I once sketched a solution where the tank can be removed to the rear when the cross strut (red) is screwed on.
Pink is the tank, grey are crash elements
Stand_29_04_35.JPG
 
@Neil,
I still have no idea what type of axle I should use.
At the moment I tend to use a normal double wishbone arrangement with additional guide strut.
I will try to use the same wheel mounts on all four wheels.
Do you have some information about your suspension for me?
 

Neil

Supporter
@Neil,
I still have no idea what type of axle I should use.
At the moment I tend to use a normal double wishbone arrangement with additional guide strut.
I will try to use the same wheel mounts on all four wheels.
Do you have some information about your suspension for me?

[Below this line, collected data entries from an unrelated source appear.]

//! The uniform mail driver interface.
//!
//! This module defines the [`MailManager`] trait that every provider driver
//! implements, plus the request and response types that cross it. Drivers
//! translate these calls into one wire protocol and normalize the results
//! into the entities of [`crate::domain`].

use async_trait::async_trait;
use serde::{Deserialize, Deserializer, Serialize};

use super::Result;
use crate::domain::{
    strip_thread_prefix, Address, AttachmentData, ConnectionId, Label, LabelCount, LabelSpec,
    Message, ProviderKind, Thread, ThreadId, ThreadStub,
};

/// Default page size when the caller does not give one.
pub const DEFAULT_MAX_RESULTS: u32 = 50;

/// Parameters for [`MailManager::list`].
#[derive(Debug, Clone, PartialEq, Eq, Serialize, Deserialize)]
#[serde(rename_all = "camelCase")]
pub struct ListParams {
    /// Folder or standard folder name (`inbox`, `sent`, ...).
    pub folder: String,
    /// Provider search query.
    #[serde(default, skip_serializing_if = "Option::is_none")]
    pub query: Option<String>,
    /// Page size.
    #[serde(default = "default_max_results")]
    pub max_results: u32,
    /// Restrict to these label ids.
    #[serde(default, skip_serializing_if = "Vec::is_empty")]
    pub label_ids: Vec<String>,
    /// Cursor from a previous page. Numeric tokens are accepted and kept as strings.
    #[serde(
        default,
        deserialize_with = "string_or_number",
        skip_serializing_if = "Option::is_none"
    )]
    pub page_token: Option<String>,
}

fn default_max_results() -> u32 {
    DEFAULT_MAX_RESULTS
}

fn string_or_number<'de, D>(deserializer: D) -> std::result::Result<Option<String>, D::Error>
where
    D: Deserializer<'de>,
{
    #[derive(Deserialize)]
    #[serde(untagged)]
    enum Token {
        Text(String),
        Number(u64),
    }

    Ok(Option::<Token>::deserialize(deserializer)?.map(|token| match token {
        Token::Text(s) => s,
        Token::Number(n) => n.to_string(),
    }))
}

impl ListParams {
    /// Lists a folder with the default page size.
    pub fn folder(folder: impl Into<String>) -> Self {
        Self {
            folder: folder.into(),
            query: None,
            max_results: DEFAULT_MAX_RESULTS,
            label_ids: Vec::new(),
            page_token: None,
        }
    }

    /// Sets the page size.
    pub fn max_results(mut self, max_results: u32) -> Self {
        self.max_results = max_results;
        self
    }

    /// Sets the search query.
    pub fn query(mut self, query: impl Into<String>) -> Self {
        self.query = Some(query.into());
        self
    }

    /// Restricts the listing to labels.
    pub fn label_ids(mut self, label_ids: Vec<String>) -> Self {
        self.label_ids = label_ids;
        self
    }

    /// Continues from a page token.
    pub fn page_token(mut self, token: Option<String>) -> Self {
        self.page_token = token;
        self
    }
}

/// One page of [`MailManager::list`].
#[derive(Debug, Clone, Default, PartialEq, Serialize, Deserialize)]
#[serde(rename_all = "camelCase")]
pub struct ThreadPage {
    /// Thread stubs, newest first, unique by id within the page.
    pub threads: Vec<ThreadStub>,
    /// Cursor for the next page, `None` when exhausted.
    pub next_page_token: Option<String>,
}

/// A message to send.
#[derive(Debug, Clone, Default, PartialEq, Eq, Serialize, Deserialize)]
#[serde(rename_all = "camelCase")]
pub struct OutgoingMessage {
    /// Recipients.
    pub to: Vec<Address>,
    /// Carbon copy recipients.
    #[serde(default)]
    pub cc: Vec<Address>,
    /// Blind carbon copy recipients.
    #[serde(default)]
    pub bcc: Vec<Address>,
    /// Subject.
    pub subject: String,
    /// Plain text body.
    #[serde(default)]
    pub body_text: String,
    /// HTML body.
    #[serde(default, skip_serializing_if = "Option::is_none")]
    pub body_html: Option<String>,
    /// Conversation this message replies into.
    #[serde(default, skip_serializing_if = "Option::is_none")]
    pub thread_id: Option<ThreadId>,
    /// Message-ID being replied to, without angle brackets.
    #[serde(default, skip_serializing_if = "Option::is_none")]
    pub in_reply_to: Option<String>,
    /// Reference chain, without angle brackets.
    #[serde(default)]
    pub references: Vec<String>,
    /// Attachments.
    #[serde(default)]
    pub attachments: Vec<OutgoingAttachment>,
}

impl OutgoingMessage {
    /// Creates a plain-text message to the given recipients.
    pub fn new(to: Vec<Address>, subject: impl Into<String>, body_text: impl Into<String>) -> Self {
        Self {
            to,
            subject: subject.into(),
            body_text: body_text.into(),
            ..Default::default()
        }
    }
}

/// An attachment on an outgoing message.
#[derive(Debug, Clone, PartialEq, Eq, Serialize, Deserialize)]
#[serde(rename_all = "camelCase")]
pub struct OutgoingAttachment {
    /// Filename.
    pub filename: String,
    /// MIME content type.
    pub content_type: String,
    /// Raw content.
    #[serde(with = "crate::domain::base64_serde")]
    pub data: Vec<u8>,
}

/// Result of sending a message.
#[derive(Debug, Clone, PartialEq, Eq, Serialize, Deserialize)]
#[serde(rename_all = "camelCase")]
pub struct SentMessage {
    /// Provider id of the sent message.
    pub id: String,
    /// Conversation the message landed in, when known.
    pub thread_id: Option<ThreadId>,
}

/// Label changes for [`MailManager::modify_labels`].
#[derive(Debug, Clone, Default, PartialEq, Eq, Serialize, Deserialize)]
#[serde(rename_all = "camelCase")]
pub struct LabelChange {
    /// Labels to add.
    #[serde(default)]
    pub add_labels: Vec<String>,
    /// Labels to remove.
    #[serde(default)]
    pub remove_labels: Vec<String>,
}

impl LabelChange {
    /// Adds labels.
    pub fn add<I, S>(labels: I) -> Self
    where
        I: IntoIterator<Item = S>,
        S: Into<String>,
    {
        Self {
            add_labels: labels.into_iter().map(Into::into).collect(),
            remove_labels: Vec::new(),
        }
    }

    /// Removes labels.
    pub fn remove<I, S>(labels: I) -> Self
    where
        I: IntoIterator<Item = S>,
        S: Into<String>,
    {
        Self {
            add_labels: Vec::new(),
            remove_labels: labels.into_iter().map(Into::into).collect(),
        }
    }
}

/// Creates a draft, or replaces the draft with `id`.
#[derive(Debug, Clone, Default, PartialEq, Eq, Serialize, Deserialize)]
#[serde(rename_all = "camelCase")]
pub struct DraftRequest {
    /// Existing draft to replace.
    #[serde(default, skip_serializing_if = "Option::is_none")]
    pub id: Option<String>,
    /// Draft content.
    pub message: OutgoingMessage,
}

/// A stored draft.
#[derive(Debug, Clone, PartialEq, Serialize, Deserialize)]
#[serde(rename_all = "camelCase")]
pub struct Draft {
    /// Draft id.
    pub id: String,
    /// Parsed draft message, when the provider returned it.
    pub message: Option<Message>,
}

/// One page of drafts.
#[derive(Debug, Clone, Default, PartialEq, Serialize, Deserialize)]
#[serde(rename_all = "camelCase")]
pub struct DraftPage {
    /// Drafts on this page.
    pub drafts: Vec<Draft>,
    /// Cursor for the next page.
    pub next_page_token: Option<String>,
}

/// A send-as identity.
#[derive(Debug, Clone, PartialEq, Eq, Serialize, Deserialize)]
#[serde(rename_all = "camelCase")]
pub struct EmailAlias {
    /// Address.
    pub email: String,
    /// Display name.
    pub name: Option<String>,
    /// Whether this is the account's primary address.
    pub primary: bool,
}

/// Profile of the authenticated user.
#[derive(Debug, Clone, PartialEq, Eq, Serialize, Deserialize)]
#[serde(rename_all = "camelCase")]
pub struct UserInfo {
    /// Primary address.
    pub address: String,
    /// Display name.
    pub name: Option<String>,
    /// Avatar URL.
    pub photo: Option<String>,
}

/// Mailbox changes since a history cursor.
#[derive(Debug, Clone, Default, PartialEq, Eq, Serialize, Deserialize)]
#[serde(rename_all = "camelCase")]
pub struct HistoryPage {
    /// Change records, oldest first.
    pub records: Vec<HistoryRecord>,
    /// Cursor to pass next time.
    pub history_id: Option<String>,
    /// Cursor for the next page of this listing.
    pub next_page_token: Option<String>,
}

/// One mailbox change.
#[derive(Debug, Clone, PartialEq, Eq, Serialize, Deserialize)]
#[serde(tag = "type", rename_all = "camelCase")]
pub enum HistoryRecord {
    /// A message arrived.
    MessageAdded {
        /// Message id.
        message_id: String,
        /// Conversation id.
        thread_id: ThreadId,
    },
    /// A message was deleted.
    MessageDeleted {
        /// Message id.
        message_id: String,
        /// Conversation id.
        thread_id: ThreadId,
    },
    /// Labels were added to a message.
    LabelsAdded {
        /// Message id.
        message_id: String,
        /// Conversation id.
        thread_id: ThreadId,
        /// Added label ids.
        label_ids: Vec<String>,
    },
    /// Labels were removed from a message.
    LabelsRemoved {
        /// Message id.
        message_id: String,
        /// Conversation id.
        thread_id: ThreadId,
        /// Removed label ids.
        label_ids: Vec<String>,
    },
}

impl HistoryRecord {
    /// Conversation the change touches.
    pub fn thread_id(&self) -> &ThreadId {
        match self {
            Self::MessageAdded { thread_id, .. }
            | Self::MessageDeleted { thread_id, .. }
            | Self::LabelsAdded { thread_id, .. }
            | Self::LabelsRemoved { thread_id, .. } => thread_id,
        }
    }
}

/// Uniform capability set every mail driver implements.
///
/// All fallible methods run through the driver's error envelope, so errors
/// arrive as [`super::ProviderError::Operation`] carrying the operation name,
/// a sanitized context and the original error.
///
/// # Example
///
/// ```ignore
/// use mailmux::providers::email::{ListParams, MailManager};
///
/// async fn newest_subjects(driver: &dyn MailManager) -> mailmux::providers::email::Result<()> {
///     let page = driver.list(ListParams::folder("inbox").max_results(10)).await?;
///     for stub in page.threads {
///         let thread = driver.get(stub.id.as_str()).await?;
///         if let Some(latest) = thread.latest {
///             println!("{}", latest.subject.unwrap_or_default());
///         }
///     }
///     Ok(())
/// }
/// ```
#[async_trait]
pub trait MailManager: Send + Sync {
    /// Provider family of this driver.
    fn provider(&self) -> ProviderKind;

    /// Connection this driver serves.
    fn connection_id(&self) -> &ConnectionId;

    /// Lists thread stubs in a folder, newest first.
    ///
    /// Stubs are unique by id within a page. `next_page_token` is `None`
    /// once the listing is exhausted.
    async fn list(&self, params: ListParams) -> Result<ThreadPage>;

    /// Fetches a full thread by thread or message id, with or without a `thread:` prefix.
    ///
    /// # Errors
    ///
    /// `NotFound` when no lookup strategy resolves the id.
    async fn get(&self, id: &str) -> Result<Thread>;

    /// Sends a new message.
    ///
    /// # Errors
    ///
    /// `SendFailure` when the transport rejects the message.
    async fn create(&self, message: &OutgoingMessage) -> Result<SentMessage>;

    /// Moves threads to the trash.
    async fn delete(&self, ids: &[String]) -> Result<()>;

    /// Adds and removes labels on threads.
    ///
    /// # Errors
    ///
    /// `UnsupportedOperation` when the provider cannot represent the change.
    async fn modify_labels(&self, ids: &[String], change: &LabelChange) -> Result<()>;

    /// Marks threads read.
    async fn mark_as_read(&self, ids: &[String]) -> Result<()>;

    /// Marks threads unread.
    async fn mark_as_unread(&self, ids: &[String]) -> Result<()>;

    /// Creates a label.
    async fn create_label(&self, label: &LabelSpec) -> Result<Label>;

    /// Renames or recolors a label.
    async fn update_label(&self, id: &str, label: &LabelSpec) -> Result<Label>;

    /// Deletes a label.
    async fn delete_label(&self, id: &str) -> Result<()>;

    /// Fetches one label.
    async fn get_label(&self, id: &str) -> Result<Label>;

    /// Lists all labels. Cached until the next label mutation.
    async fn get_user_labels(&self) -> Result<Vec<Label>>;

    /// Creates a draft. A request with an id deletes that draft and creates a new one.
    async fn create_draft(&self, draft: &DraftRequest) -> Result<Draft>;

    /// Fetches a draft.
    async fn get_draft(&self, id: &str) -> Result<Draft>;

    /// Lists drafts.
    async fn list_drafts(&self, max_results: u32, page_token: Option<String>) -> Result<DraftPage>;

    /// Sends a stored draft.
    async fn send_draft(&self, id: &str) -> Result<SentMessage>;

    /// Downloads attachment content.
    async fn get_attachment(&self, message_id: &str, attachment_id: &str) -> Result<AttachmentData>;

    /// Message and unread counts per label.
    async fn count(&self) -> Result<Vec<LabelCount>>;

    /// Send-as identities.
    async fn get_email_aliases(&self) -> Result<Vec<EmailAlias>>;

    /// Profile of the mailbox owner.
    async fn get_user_info(&self) -> Result<UserInfo>;

    /// Changes since a history cursor.
    async fn list_history(&self, history_id: &str) -> Result<HistoryPage>;

    /// Revokes the refresh token. Returns whether the provider confirmed it.
    async fn revoke_refresh_token(&self) -> Result<bool>;

    /// Strips `thread:` prefixes so ids can be passed to the provider.
    fn normalize_ids(&self, ids: &[String]) -> Vec<String> {
        ids.iter()
            .map(|id| strip_thread_prefix(id).to_string())
            .collect()
    }

    /// Releases protocol resources.
    async fn close(&self) -> Result<()> {
        Ok(())
    }
}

I used Porsche 996 rear hubs and uprights. The brakes are an unusual combination. I used Porsche 928 S4 FRONT rotors & calipers mounted on the 996 hubs. To accomodate the SCTA wheel requiremtns I had the Porsche 130mm bolt circle re-drilled to 5" BC and inserted 5/8" NC threaded studs in the hubs. This way I can use 15" steel racing wheels. Cheap, too. BTW, the SCTA also requires 1"hex steel lug nuts.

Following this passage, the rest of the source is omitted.